The United States ought to be changing the Pakistani military and intelligence service's calculation of how it views Pakistan's vital interests. And in this regard the U.S. relationship with India holds the key to a new policy. President George W. Bush's administration built the strongest relationship the United States has had with India since its independence. As a country the United States under the Bush administration had the highest poll ratings in India since 1947 which reflected public support for this new strategic relationship. The de facto consequence of this policy was to apply heavy, yet subtle and constant, pressure on Pakistan, even if the U.S.-India relationship made sense for other reasons which had nothing to do with Pakistan. The United States and India are both robust democracies, share a common interest in combating international terrorism, and have a mutual interest in greater economic cooperation—our two economies are increasingly tied together.

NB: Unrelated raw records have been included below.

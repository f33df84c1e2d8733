#![deny(missing_docs)]
#![doc = env!("CARGO_PKG_DESCRIPTION")]

use std::collections::HashMap;
use std::fmt;

use tapeline_geometry::WorldPoint;

/// Error types for anchor tracking.
pub mod errors;

mod rect;
pub use rect::PlaneRect;

use crate::errors::AnchorError;

/// Identifier of a plane anchor, assigned by the external tracker.
#[derive(Debug, Clone, PartialEq, Eq, Hash, serde::Serialize, serde::Deserialize)]
pub struct AnchorId(String);

impl AnchorId {
    /// Create an id from its string form.
    pub fn new(id: impl Into<String>) -> Self {
        Self(id.into())
    }

    /// The id as a string slice.
    pub fn as_str(&self) -> &str {
        &self.0
    }
}

impl From<&str> for AnchorId {
    fn from(id: &str) -> Self {
        Self(id.to_owned())
    }
}

impl From<String> for AnchorId {
    fn from(id: String) -> Self {
        Self(id)
    }
}

impl fmt::Display for AnchorId {
    fn fmt(&self, f: &mut fmt::Formatter<'_>) -> fmt::Result {
        f.write_str(&self.0)
    }
}

/// One notification from the external plane-detection service.
///
/// Adapters translate the host framework's anchor callbacks into these
/// values and feed them to [`PlaneAnchorTracker::apply`].
#[derive(Debug, Clone, PartialEq, serde::Serialize, serde::Deserialize)]
pub enum AnchorEvent {
    /// A new plane anchor appeared.
    Added {
        /// Id assigned by the tracker.
        id: AnchorId,
        /// Extent along the anchor's x axis, in meters.
        extent_x: f64,
        /// Extent along the anchor's z axis, in meters.
        extent_z: f64,
        /// Plane center in the world frame.
        center: WorldPoint,
    },
    /// An existing anchor's estimate was refined.
    Updated {
        /// Id assigned by the tracker.
        id: AnchorId,
        /// Extent along the anchor's x axis, in meters.
        extent_x: f64,
        /// Extent along the anchor's z axis, in meters.
        extent_z: f64,
        /// Plane center in the world frame.
        center: WorldPoint,
    },
    /// An anchor was dropped by the tracker.
    Removed {
        /// Id assigned by the tracker.
        id: AnchorId,
    },
}

/// Keeps one renderable rectangle per tracked plane anchor.
///
/// The external plane-detection service delivers add, update and remove
/// notifications for horizontal planes as it refines its estimates; this
/// tracker mirrors them into [`PlaneRect`] values so that rapid anchor
/// churn never drops state. Rectangles are returned as copies; the host
/// rendering layer resizes its overlays from them.
#[derive(Debug, Clone, Default)]
pub struct PlaneAnchorTracker {
    planes: HashMap<AnchorId, PlaneRect>,
}

impl PlaneAnchorTracker {
    /// Create a tracker with no known anchors.
    pub fn new() -> Self {
        Self::default()
    }

    /// Start tracking a newly detected anchor.
    ///
    /// Stores a rectangle with `width = extent_x`, `height = extent_z` and
    /// the given center, and returns it. Fails with
    /// [`AnchorError::DuplicateAnchor`] when the id is already tracked;
    /// callers that want overwrite semantics should fall back to
    /// [`PlaneAnchorTracker::anchor_updated`] on that error.
    pub fn anchor_added(
        &mut self,
        id: AnchorId,
        extent_x: f64,
        extent_z: f64,
        center: WorldPoint,
    ) -> Result<PlaneRect, AnchorError> {
        if self.planes.contains_key(&id) {
            return Err(AnchorError::DuplicateAnchor(id));
        }
        let rect = PlaneRect::new(extent_x, extent_z, center);
        log::debug!("anchor {} added ({} x {} m)", id, extent_x, extent_z);
        self.planes.insert(id, rect);
        Ok(rect)
    }

    /// Refresh a tracked anchor's rectangle in place.
    ///
    /// The latest extents and center always win. Fails with
    /// [`AnchorError::UnknownAnchor`] when the id is not tracked, which
    /// also covers updates that race ahead of an add or trail a removal.
    pub fn anchor_updated(
        &mut self,
        id: &AnchorId,
        extent_x: f64,
        extent_z: f64,
        center: WorldPoint,
    ) -> Result<PlaneRect, AnchorError> {
        match self.planes.get_mut(id) {
            Some(rect) => {
                rect.width = extent_x;
                rect.height = extent_z;
                rect.center = center;
                log::debug!("anchor {} updated ({} x {} m)", id, extent_x, extent_z);
                Ok(*rect)
            }
            None => Err(AnchorError::UnknownAnchor(id.clone())),
        }
    }

    /// Stop tracking an anchor, returning its last rectangle.
    ///
    /// Removing an id that is not tracked is a no-op and returns `None`;
    /// the external tracker may remove anchors the core never saw.
    pub fn anchor_removed(&mut self, id: &AnchorId) -> Option<PlaneRect> {
        let removed = self.planes.remove(id);
        match removed {
            Some(_) => log::debug!("anchor {} removed", id),
            None => log::debug!("ignoring removal of unknown anchor {}", id),
        }
        removed
    }

    /// Dispatch one notification to the matching handler.
    ///
    /// Returns the rectangle the event left behind: the stored snapshot for
    /// adds and updates, the discarded rectangle for removals, and `None`
    /// for a removal that found nothing.
    pub fn apply(&mut self, event: AnchorEvent) -> Result<Option<PlaneRect>, AnchorError> {
        match event {
            AnchorEvent::Added {
                id,
                extent_x,
                extent_z,
                center,
            } => self.anchor_added(id, extent_x, extent_z, center).map(Some),
            AnchorEvent::Updated {
                id,
                extent_x,
                extent_z,
                center,
            } => self
                .anchor_updated(&id, extent_x, extent_z, center)
                .map(Some),
            AnchorEvent::Removed { id } => Ok(self.anchor_removed(&id)),
        }
    }

    /// Snapshot of a tracked anchor's rectangle.
    pub fn get(&self, id: &AnchorId) -> Option<PlaneRect> {
        self.planes.get(id).copied()
    }

    /// Iterate over all tracked anchors and their rectangles.
    pub fn iter(&self) -> impl Iterator<Item = (&AnchorId, &PlaneRect)> {
        self.planes.iter()
    }

    /// Number of tracked anchors.
    #[inline]
    pub fn len(&self) -> usize {
        self.planes.len()
    }

    /// Whether no anchors are tracked.
    #[inline]
    pub fn is_empty(&self) -> bool {
        self.planes.is_empty()
    }

    /// Discard all tracked anchors.
    ///
    /// Invoked when the host restarts its session with existing anchors
    /// removed.
    pub fn clear(&mut self) {
        self.planes.clear();
    }
}
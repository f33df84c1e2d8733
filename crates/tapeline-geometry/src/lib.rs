#![deny(missing_docs)]
#![doc = env!("CARGO_PKG_DESCRIPTION")]

mod point;
pub use point::WorldPoint;

mod segment;
pub use segment::LineSegment;
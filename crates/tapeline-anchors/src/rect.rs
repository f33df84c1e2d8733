use tapeline_geometry::WorldPoint;

/// One detected horizontal plane's visual footprint.
///
/// `width` mirrors the anchor's x extent and `height` its z extent, both in
/// meters; `center` is the plane center in the world frame. The external
/// tracker refines its estimate over time, so every field may shrink, grow,
/// or shift between updates.
#[derive(Debug, Clone, Copy, PartialEq, serde::Serialize, serde::Deserialize)]
pub struct PlaneRect {
    /// Extent along the anchor's x axis, in meters.
    pub width: f64,
    /// Extent along the anchor's z axis, in meters.
    pub height: f64,
    /// Plane center in the world frame.
    pub center: WorldPoint,
}

impl PlaneRect {
    /// Create a rectangle from anchor extents and center.
    pub fn new(width: f64, height: f64, center: WorldPoint) -> Self {
        Self {
            width,
            height,
            center,
        }
    }
}
use std::fmt;

/// Inches in one meter, the conversion factor used by the display rules.
pub const INCHES_PER_METER: f64 = 39.3701;

/// Inches in one foot.
pub const INCHES_PER_FOOT: f64 = 12.0;

/// A distance in meters, the unit of the world frame.
#[derive(
    Debug, Clone, Copy, PartialEq, PartialOrd, Default, serde::Serialize, serde::Deserialize,
)]
pub struct Meters(pub f64);

impl Meters {
    /// Convert to inches.
    pub fn to_inches(self) -> Inches {
        Inches(self.0 * INCHES_PER_METER)
    }

    /// Whether the value is finite.
    pub fn is_finite(self) -> bool {
        self.0.is_finite()
    }
}

impl fmt::Display for Meters {
    fn fmt(&self, f: &mut fmt::Formatter<'_>) -> fmt::Result {
        write!(f, "{:.3} m", self.0)
    }
}

/// A distance in inches.
#[derive(
    Debug, Clone, Copy, PartialEq, PartialOrd, Default, serde::Serialize, serde::Deserialize,
)]
pub struct Inches(pub f64);

impl Inches {
    /// Convert to feet.
    pub fn to_feet(self) -> f64 {
        self.0 / INCHES_PER_FOOT
    }
}

#[cfg(test)]
mod tests {
    use super::*;
    use approx::assert_relative_eq;

    #[test]
    fn test_meters_to_inches() {
        assert_relative_eq!(Meters(1.0).to_inches().0, 39.3701, epsilon = 1e-12);
        assert_relative_eq!(Meters(0.5).to_inches().0, 19.68505, epsilon = 1e-12);
    }

    #[test]
    fn test_inches_to_feet() {
        assert_relative_eq!(Inches(24.0).to_feet(), 2.0, epsilon = 1e-12);
        assert_relative_eq!(Inches(6.0).to_feet(), 0.5, epsilon = 1e-12);
    }

    #[test]
    fn test_meters_display() {
        assert_eq!(Meters(0.3048).to_string(), "0.305 m");
        assert_eq!(Meters(2.0).to_string(), "2.000 m");
    }

    #[test]
    fn test_non_finite() {
        assert!(Meters(1.0).is_finite());
        assert!(!Meters(f64::NAN).is_finite());
        assert!(Meters(f64::NAN).to_inches().0.is_nan());
    }
}
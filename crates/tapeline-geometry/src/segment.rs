use crate::WorldPoint;

/// The straight segment between two consecutive markers.
///
/// The core hands this to the rendering layer as plain data; drawing the
/// actual line primitive is the renderer's job.
#[derive(Debug, Clone, Copy, PartialEq, serde::Serialize, serde::Deserialize)]
pub struct LineSegment {
    /// Start of the segment (the earlier marker).
    pub from: WorldPoint,
    /// End of the segment (the later marker).
    pub to: WorldPoint,
}

impl LineSegment {
    /// Create a segment between two points.
    pub fn new(from: WorldPoint, to: WorldPoint) -> Self {
        Self { from, to }
    }

    /// Length of the segment in meters.
    pub fn length(&self) -> f64 {
        self.from.distance_to(&self.to)
    }

    /// The point halfway along the segment, where a renderer would place a
    /// floating distance label.
    pub fn midpoint(&self) -> WorldPoint {
        self.from.midpoint(&self.to)
    }
}
use argh::FromArgs;

use tapeline::anchors::{AnchorEvent, AnchorId, PlaneAnchorTracker};
use tapeline::geometry::WorldPoint;
use tapeline::measure::{MeasureSession, SessionStatus, TrackingState};

#[derive(FromArgs)]
/// Replay a canned measuring session and print each info label update
struct Args {
    /// number of canned taps to replay
    #[argh(option, short = 'n', default = "5")]
    taps: usize,
}

/// Rigid world transform with the hit position in the translation column.
fn hit_transform(x: f32, y: f32, z: f32) -> [[f32; 4]; 4] {
    [
        [1.0, 0.0, 0.0, 0.0],
        [0.0, 1.0, 0.0, 0.0],
        [0.0, 0.0, 1.0, 0.0],
        [x, y, z, 1.0],
    ]
}

fn main() -> Result<(), Box<dyn std::error::Error>> {
    env_logger::init();
    let args: Args = argh::from_env();

    // The screen comes up before the first tracking callback.
    let mut status = SessionStatus::default();
    println!("[label] {status}");

    // Camera warms up while the user scans the room.
    for state in [
        TrackingState::NotAvailable,
        TrackingState::Limited,
        TrackingState::Normal,
    ] {
        status = state.into();
        println!("[label] {status}");
    }

    // Plane detection finds the floor and refines it as coverage grows.
    let mut planes = PlaneAnchorTracker::new();
    let floor = AnchorId::new("floor");
    let anchor_feed = [
        AnchorEvent::Added {
            id: floor.clone(),
            extent_x: 0.6,
            extent_z: 0.4,
            center: WorldPoint::new(0.0, -1.3, -0.2),
        },
        AnchorEvent::Updated {
            id: floor.clone(),
            extent_x: 1.8,
            extent_z: 1.1,
            center: WorldPoint::new(0.1, -1.31, -0.4),
        },
    ];
    for event in anchor_feed {
        planes.apply(event)?;
    }
    if let Some(rect) = planes.get(&floor) {
        println!(
            "[plane] floor {:.1} x {:.1} m at {:?}",
            rect.width, rect.height, rect.center
        );
    }

    // Ray-cast hits for each tap, in screen order.
    let tap_feed = [
        hit_transform(0.0, 0.0, 0.0),
        hit_transform(0.3048, 0.0, 0.0),
        hit_transform(0.3048, 0.0, 0.5),
        hit_transform(0.5080, 0.0, 0.5),
        hit_transform(0.5080, 0.0, 1.414),
    ];

    let mut session = MeasureSession::new();
    for transform in tap_feed.iter().take(args.taps) {
        let placement = session.place_point(WorldPoint::from_world_transform(transform));
        match placement.measurement {
            Some(measurement) => {
                status = SessionStatus::Distance(measurement.distance);
                println!("[label] {status}");
            }
            None => println!("[tap] first marker at {:?}", placement.point),
        }
    }

    let total: f64 = session.segments().map(|segment| segment.length()).sum();
    println!(
        "replayed {} markers, {} segments, {:.3} m end to end",
        session.len(),
        session.segments().count(),
        total
    );

    Ok(())
}
//! High-level DOM API: parse markup, query it with CSS selectors, extract
//! text and form values, and rewrite the tree.
//!
//! [`Dom`] owns a [`Tree`] and a render mode; nodes are addressed by
//! [`NodeId`] handles obtained from queries.
//!
//! ```
//! use quokka_core::Dom;
//!
//! let dom = Dom::fragment("<div><p id=\"a\">Test</p><p id=\"b\">123</p></div>");
//! let p = dom.at(dom.root(), "p#b").unwrap().unwrap();
//! assert_eq!(dom.text(p), "123");
//! ```

pub use quokka_css::{Selector, SelectorError};
pub use quokka_dom::{Attributes, NodeData, NodeId, NodeKind, Tree, render, render_children};
pub use quokka_html::{parse_html, parse_html_fragment, parse_xml};

use quokka_dom::ElementData;

/// How [`Dom::parse`] interprets its input.
#[derive(Debug, Clone, Copy, Default)]
pub struct ParseOptions {
    /// Parse as XML: case preserved, every `/>` honored, no HTML rules.
    pub xml: bool,
    /// Root the tree at a Fragment instead of a Document.
    pub fragment: bool,
}

/// A form control value extracted by [`Dom::val`].
#[derive(Debug, Clone, PartialEq, Eq)]
pub enum FormValue {
    /// A single value.
    Single(String),
    /// All selected values of a `select multiple`.
    Multiple(Vec<String>),
}

/// A parsed document with query and mutation helpers.
#[derive(Debug, Clone)]
pub struct Dom {
    tree: Tree,
    xml: bool,
}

When the Obama administration took office it made an about face and distanced itself from India, presumably to make Pakistan feel more secure and thus encourage greater cooperation with the United States in Afghanistan. This about face encouraged Pakistan to move some of its military forces to the Afghan border in the west from the Indian-Pakistan border in the east, where most of its army had been positioned for the past half century. This was theoretically done to support the counterinsurgency effort against Taliban bases in Pakistan. But that effort has been a failure, as the Camp Bastion attack demonstrates.
A confrontational U.S. policy towards Pakistan right now would be unwise and imprudent, as it would undermine a weak civilian government in Islamabad, and give fodder to radical Islamists in the country who continue to launch violent attacks against the central government. The United States should instead send a subtle yet clear message around the civilian government in Islamabad directly to those elements of the Pakistan military and intelligence service which have been playing a game of shadows in supporting radical Islam and Taliban attacks in Afghanistan undermining the country's internal stability. The United States should exercise this other option, which is to renew and strengthen the natural, long-term strategic alliance with India based on shared interests and common values. That strategic alliance with India made sense a decade ago, and it makes sense now. Einstein once said that one definition of insanity is to do the same thing over and over again expecting a different result. The United States should abandon a policy which has repeatedly failed and choose a new route.